Reproduce exactly the lines below from the one containing "first_failure.map_or(Ok(()), |err| Err(err.into()))" through the one containing "let failure = (strict", including both, and nothing else.

*** Opening of Given data ***

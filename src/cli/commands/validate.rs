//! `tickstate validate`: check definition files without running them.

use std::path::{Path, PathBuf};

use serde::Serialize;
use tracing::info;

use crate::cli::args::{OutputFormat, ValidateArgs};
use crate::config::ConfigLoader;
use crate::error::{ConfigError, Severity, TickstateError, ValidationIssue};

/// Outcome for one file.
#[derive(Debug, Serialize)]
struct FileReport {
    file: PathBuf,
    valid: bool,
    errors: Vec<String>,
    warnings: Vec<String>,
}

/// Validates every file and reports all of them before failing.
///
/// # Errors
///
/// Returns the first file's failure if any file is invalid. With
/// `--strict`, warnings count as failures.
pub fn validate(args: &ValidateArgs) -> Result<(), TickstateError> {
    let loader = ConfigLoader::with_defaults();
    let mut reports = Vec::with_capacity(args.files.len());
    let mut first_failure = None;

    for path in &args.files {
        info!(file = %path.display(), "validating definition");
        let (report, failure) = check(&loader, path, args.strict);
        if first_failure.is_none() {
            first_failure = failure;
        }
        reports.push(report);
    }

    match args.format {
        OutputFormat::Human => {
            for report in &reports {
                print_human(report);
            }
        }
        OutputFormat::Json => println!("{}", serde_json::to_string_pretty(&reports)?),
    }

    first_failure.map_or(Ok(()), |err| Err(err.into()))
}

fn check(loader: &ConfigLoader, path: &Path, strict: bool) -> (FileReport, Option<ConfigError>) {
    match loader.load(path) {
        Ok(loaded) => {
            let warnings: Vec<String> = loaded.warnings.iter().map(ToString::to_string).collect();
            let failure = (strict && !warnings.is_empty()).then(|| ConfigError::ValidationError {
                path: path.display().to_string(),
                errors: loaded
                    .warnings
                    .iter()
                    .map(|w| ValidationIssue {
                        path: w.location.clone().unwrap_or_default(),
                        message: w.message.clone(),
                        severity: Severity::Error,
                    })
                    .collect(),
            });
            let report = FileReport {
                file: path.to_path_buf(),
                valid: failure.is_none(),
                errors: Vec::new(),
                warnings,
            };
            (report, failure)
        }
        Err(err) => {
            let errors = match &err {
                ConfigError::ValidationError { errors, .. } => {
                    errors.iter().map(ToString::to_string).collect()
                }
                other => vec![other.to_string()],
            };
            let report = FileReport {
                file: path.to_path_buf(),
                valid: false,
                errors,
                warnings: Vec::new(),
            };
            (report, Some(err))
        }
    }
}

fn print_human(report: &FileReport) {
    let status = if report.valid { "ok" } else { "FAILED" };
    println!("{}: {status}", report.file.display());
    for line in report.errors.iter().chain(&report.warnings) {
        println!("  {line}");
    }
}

*** Close of Given data ***

-- Your solution --
    first_failure.map_or(Ok(()), |err| Err(err.into()))
}

fn check(loader: &ConfigLoader, path: &Path, strict: bool) -> (FileReport, Option<ConfigError>) {
    match loader.load(path) {
        Ok(loaded) => {
            let warnings: Vec<String> = loaded.warnings.iter().map(ToString::to_string).collect();
            let failure = (strict && !warnings.is_empty()).then(|| ConfigError::ValidationError {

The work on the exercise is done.